Let’s define some of the terms we used in the paragraph above. Current debt is the portion of a company’s debt which is due within 1 year, while long-term debt is the portion due in more than 1 year. Cash equivalents include cash and any liquid securities with maturity periods of 90 days or less. Total debt equals current debt plus long-term debt minus cash equivalents.
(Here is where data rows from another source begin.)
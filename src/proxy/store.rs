//! Bounded, concurrency-safe store of captured entries

use std::collections::{HashMap, VecDeque};
use std::sync::Arc;

use parking_lot::RwLock;
use serde::{Deserialize, Serialize};

use super::entry::RequestEntry;

/// Default capture bound; the oldest entry is evicted beyond it.
pub const DEFAULT_MAX_ENTRIES: usize = 500;

/// Ordered collection of captured entries, bounded with FIFO eviction.
///
/// The one broadly shared mutable resource in the engine. Every structural
/// mutation and every snapshot happens under the internal lock; network I/O
/// never does. Eviction ignores entry status: an in-flight entry can leave
/// the store while its dispatch task keeps running, since store membership
/// and connection lifecycle are independent.
pub struct CaptureStore {
    entries: RwLock<VecDeque<Arc<RequestEntry>>>,
    max_entries: usize,
}

/// Export shape for one entry: a plain object, no schema version.
#[derive(Debug, Clone, Serialize, Deserialize)]
pub struct ExportedEntry {
    pub id: u64,
    pub method: String,
    pub path: String,
    pub status: String,
    pub headers: HashMap<String, String>,
    /// Best-effort text decoding of the body bytes.
    pub body: String,
}

impl CaptureStore {
    pub fn new(max_entries: usize) -> Self {
        Self {
            entries: RwLock::new(VecDeque::new()),
            max_entries,
        }
    }

    /// Append a captured entry, evicting the oldest if over the bound.
    pub fn append(&self, entry: Arc<RequestEntry>) {
        let mut entries = self.entries.write();
        entries.push_back(entry);
        while entries.len() > self.max_entries {
            entries.pop_front();
        }
    }

    /// Consistent read-only copy for display, filtering and export.
    pub fn snapshot(&self) -> Vec<Arc<RequestEntry>> {
        self.entries.read().iter().cloned().collect()
    }

    /// Look up a previously captured entry; `None` if unknown or evicted.
    pub fn get(&self, id: u64) -> Option<Arc<RequestEntry>> {
        self.entries.read().iter().find(|e| e.id == id).cloned()
    }

    /// Drop every entry from the store. Connections and in-flight dispatch
    /// tasks referenced by removed entries are left untouched.
    pub fn clear(&self) {
        self.entries.write().clear();
    }

    pub fn len(&self) -> usize {
        self.entries.read().len()
    }

    pub fn is_empty(&self) -> bool {
        self.entries.read().is_empty()
    }

    /// Export every currently captured entry.
    pub fn export(&self) -> Vec<ExportedEntry> {
        self.snapshot()
            .iter()
            .map(|e| ExportedEntry {
                id: e.id,
                method: e.method.clone(),
                path: e.path.clone(),
                status: e.status().label(),
                headers: e.headers.clone(),
                body: String::from_utf8_lossy(&e.body).to_string(),
            })
            .collect()
    }

    /// Export as a pretty-printed JSON array.
    pub fn export_json(&self) -> serde_json::Result<String> {
        serde_json::to_string_pretty(&self.export())
    }

    /// Entries whose method matches exactly.
    pub fn filter_by_method(&self, method: &str) -> Vec<Arc<RequestEntry>> {
        self.snapshot()
            .into_iter()
            .filter(|e| e.method == method)
            .collect()
    }

    /// Entries whose status label starts with the given prefix, so "Error"
    /// matches every failure reason.
    pub fn filter_by_status(&self, prefix: &str) -> Vec<Arc<RequestEntry>> {
        self.snapshot()
            .into_iter()
            .filter(|e| e.status().label().starts_with(prefix))
            .collect()
    }

    /// Case-insensitive keyword search over "method path status".
    pub fn search(&self, keyword: &str) -> Vec<Arc<RequestEntry>> {
        let keyword = keyword.to_lowercase();
        self.snapshot()
            .into_iter()
            .filter(|e| {
                format!("{} {} {}", e.method, e.path, e.status())
                    .to_lowercase()
                    .contains(&keyword)
            })
            .collect()
    }
}

impl Default for CaptureStore {
    fn default() -> Self {
        Self::new(DEFAULT_MAX_ENTRIES)
    }
}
To understand the degree of financial leverage a company has, investors look at the debt ratio. Considering Verizon Communications’s $316.48 billion in total assets, the debt-ratio is at 0.41. As a rule of thumb, a debt-ratio more than one indicates that a considerable portion of debt is funded by assets. A higher debt-ratio can also imply that the company might be putting itself at risk for default, if interest rates were to increase. However, debt-ratios vary widely across different industries. A debt ratio of 35% might be higher for one industry and average for another.
Importance Of Debt
Besides equity, debt is an important factor in the capital structure of a company, and contributes to its growth. Due to its lower financing cost compared to equity, it becomes an attractive option for executives trying to raise capital.
Interest-payment obligations can impact the cash-flow of the company. Having financial leverage also allows companies to use additional capital for business operations, allowing equity owners to retain excess profit, generated by the debt capital.